Title: Carriers and their use in printing and dyeing

Description:
The present invention relates to a process for dry-printing and dry-dyeing materials which show affinity for cationic dyestuffs, in particular acrylic or modacrylic fibres, and temporary carriers which can be used in this process. 
     It is known that it is possible to print textiles or other organic materials by dry-transfer of disperse dyestuffs. It is also possible to use basic dyestuffs, for example carbonates, sulphonates, sulphinates or cyanates of cationic dyestuffs. It will be recalled that, in this process, the cationic dyestuffs are converted beforehand to salts which can be hot-transferred or, by neutralisation, to their free base. For this conversion, it is advisable to start from dyestuffs in their commercial form, that is to say in the form of inorganic salts or double salts, and to treat them with suitable reagents such as alkali metal or alkaline earth metal alcoholates, oxides or hydroxides, alkali metal or alkaline earth metal salts of weak acids, ion exchangers, oxidising agents and the like. This modification is carried out between 20° and 60°C in water or in a solvent which is optionally free from water. 

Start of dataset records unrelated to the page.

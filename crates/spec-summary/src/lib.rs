//! # spec-summary
//!
//! Summarizes a local OpenAPI document: its declared version, the GET
//! operations under tournament paths with their security requirements, and
//! every GET operation that declares no security at all.

mod config;
mod error;
mod summarizer;

pub use config::{SummaryConfig, DEFAULT_DOCUMENT_PATH, DEFAULT_METHOD, DEFAULT_PATH_FILTER};
pub use error::{SummaryError, SummaryResult};
pub use summarizer::{SpecSummarizer, PUBLIC_GET_HEADER, TOURNAMENT_HEADER};
//! # openapi-doc
//!
//! Loads an OpenAPI document as a generic, order-preserving JSON tree and
//! exposes best-effort views over its paths, operations and security fields.

mod types;
mod parser;
mod operations;
mod security;
mod literal;
mod error;

pub use types::Document;
pub use parser::{DocumentFormat, DocumentLoader};
pub use operations::{Operation, PathEntry, Paths};
pub use security::SecurityField;
pub use literal::{PyField, PyLiteral, PyStr};
pub use error::{ParseError, ParseResult};
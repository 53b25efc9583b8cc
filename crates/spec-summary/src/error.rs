//! Error types for spec-summary

use openapi_doc::ParseError;
use thiserror::Error;

/// Result type alias for summary operations
pub type SummaryResult<T> = std::result::Result<T, SummaryError>;

/// Summary error types
#[derive(Error, Debug)]
pub enum SummaryError {
    /// The document could not be read, parsed or walked. Reported to the
    /// user on the output stream.
    #[error(transparent)]
    Document(#[from] ParseError),

    /// The output stream itself failed
    #[error("Failed to write summary: {0}")]
    Output(#[from] std::io::Error),
}
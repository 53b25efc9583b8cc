//! Operation-level security requirement classification

use crate::literal::{PyField, PyStr};
use serde_json::Value;
use std::fmt;

/// The `security` field of an operation.
///
/// OpenAPI gives an absent field "inherit global security" semantics; here
/// absent and null are both treated as public, but they are kept apart so they
/// can be rendered differently.
#[derive(Debug, Clone, Copy, PartialEq)]
pub enum SecurityField<'a> {
    /// No `security` key on the operation
    Absent,
    /// `security: null`
    Null,
    /// Any other value, normally a sequence of requirement mappings
    Declared(&'a Value),
}

impl<'a> SecurityField<'a> {
    /// Classify a looked-up `security` value
    pub fn from_value(value: Option<&'a Value>) -> Self {
        match value {
            None => SecurityField::Absent,
            Some(Value::Null) => SecurityField::Null,
            Some(value) => SecurityField::Declared(value),
        }
    }

    /// True when no security requirement is declared (absent or null).
    ///
    /// An empty list is a declaration and is not public.
    pub fn is_public(&self) -> bool {
        matches!(self, SecurityField::Absent | SecurityField::Null)
    }

    /// Names of the schemes referenced by the declared requirements, in order
    pub fn scheme_names(&self) -> Vec<&'a str> {
        let SecurityField::Declared(value) = *self else {
            return Vec::new();
        };
        let Some(requirements) = value.as_array() else {
            return Vec::new();
        };

        requirements
            .iter()
            .filter_map(Value::as_object)
            .flat_map(|req| req.keys().map(String::as_str))
            .collect()
    }
}

impl fmt::Display for SecurityField<'_> {
    /// Absent renders as the `None` placeholder; a present value, null
    /// included, renders as parsed.
    fn fmt(&self, f: &mut fmt::Formatter<'_>) -> fmt::Result {
        match *self {
            SecurityField::Absent => fmt::Display::fmt(&PyField(None), f),
            SecurityField::Null => f.write_str("null"),
            SecurityField::Declared(value) => fmt::Display::fmt(&PyStr(value), f),
        }
    }
}
//! Summary configuration

use std::path::PathBuf;

/// Document read when no other path is configured, relative to the working
/// directory
pub const DEFAULT_DOCUMENT_PATH: &str = "api_v1_openapi.json";

/// Substring a path must contain to be listed under tournament paths
pub const DEFAULT_PATH_FILTER: &str = "tournaments";

/// Methods-mapping key both passes inspect
pub const DEFAULT_METHOD: &str = "get";

/// What to summarize and how to select paths
#[derive(Debug, Clone, PartialEq, Eq)]
pub struct SummaryConfig {
    /// Document to load
    pub document_path: PathBuf,
    /// Substring filter for the tournament pass
    pub path_filter: String,
    /// Operation key, matched exactly against the methods mapping
    pub method: String,
}

impl Default for SummaryConfig {
    fn default() -> Self {
        Self {
            document_path: PathBuf::from(DEFAULT_DOCUMENT_PATH),
            path_filter: DEFAULT_PATH_FILTER.to_string(),
            method: DEFAULT_METHOD.to_string(),
        }
    }
}

impl SummaryConfig {
    /// Create the default configuration
    pub fn new() -> Self {
        Self::default()
    }

    /// Set the document path
    pub fn with_document_path(mut self, path: impl Into<PathBuf>) -> Self {
        self.document_path = path.into();
        self
    }

    /// Set the tournament path filter
    pub fn with_path_filter(mut self, filter: impl Into<String>) -> Self {
        self.path_filter = filter.into();
        self
    }

    /// Set the inspected method key
    pub fn with_method(mut self, method: impl Into<String>) -> Self {
        self.method = method.into();
        self
    }
}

     The cationic dyestuffs modified in this way are then deposited on a temporary carrier; after drying, the coloured face of the carrier is brought into contact with the surface to be treated and the whole is heated to between 120° and 210°C for 5 to 60 seconds, and then, after transfer of the dyestuff or dyestuffs, the carrier is detached from the surface thus treated. 
     According to the present invention, the cationic dyestuff can be deposited on the carrier without being converted beforehand to a transferable salt or base. It suffices to apply to the carrier, in the form of a top coat or undercoat, a suitable agent which can change the anion of the dyestuff or dyestuffs and can convert them to hot-transferable products (for example, to salts or to the free base). This makes it possible to deposit cationic and disperse dyestuffs at the same time, which constitutes the best possible compromise between the good light-fastness of disperse dyestuffs and the brilliance and the resistance to resublimation and to wet treatments of cationic dyestuffs. Furthermore, since the light-fastness of the unmodified cationic dyestuffs on the temporary carrier is generally better than that of the modified dyestuffs, it is advantageous to effect the conversion only at the time of transfer. This procedure thus prevents dyestuff salts from recrystallising on the apparatus while the carriers are being printed. Finally, the dyestuff inks show better stability on storage. 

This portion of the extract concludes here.